Place a heavy object such as a full can or bottle on top of the tofu to help press it solid and firm. Refrigerate the loaf overnight to allow the tofu to absorb all the seasonings and get firmer.
The day of: Once the tofu has been refrigerated for 1-2 days, it is going to be flavourful and ready to bake! Preheat the oven to 375 degrees F.
Prepare the basting marinade by stirring together the soy sauce, orange juice, olive oil, and sesame oil in a small bowl.
Remove the top layer of plastic wrap from the tofu in the loaf pan. Invert the loaf pan onto a baking sheet, cake pan, pie plate, or into a larger loaf pan. You may need to gently pull it out of the loaf pan by using the plastic wrap as handles if it doesn't come out easily on its own. Carefully remove the remaining plastic wrap from the tofu.
Brush the outside of the tofu with the prepared marinade, using a pastry brush or by just spooning it over the top.

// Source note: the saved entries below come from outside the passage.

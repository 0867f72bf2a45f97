// SPDX-License-Identifier: MPL-2.0

//! Platform shells. Only Windows offers the capture and composition APIs the
//! gag needs; elsewhere the binary exits with an explanation.

#[cfg(windows)]
mod windows;

#[cfg(windows)]
pub use self::windows::run;

#[cfg(not(windows))]
pub fn run(
    _config: &visitor_gag_config::Config,
    _path: Option<std::path::PathBuf>,
) -> crate::error::Result<()> {
    Err(crate::error::Error::Unsupported("screen capture"))
}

Bake in the preheated oven for 15 minutes. Brush the tofu with more of the basting marinade, lower the oven temperature to 350 degrees F, and continue to bake for 1 hour. Brush the tofu with the basting marinade a few more times as it bakes. The outside of the tofu will become browned and cracked, and your kitchen will smell fantastic!
Once the tofu has finished baking, remove it from the oven and allow it to cool in the pan for about 10-15 minutes. Slice using a serrated knife and serve with vegetarian gravy or cranberry sauce! This is also delicious served in salads or sandwiches, hot or cold. Store leftover tofu turkey in an airtight container in the refrigerator, and reheat the microwave as needed.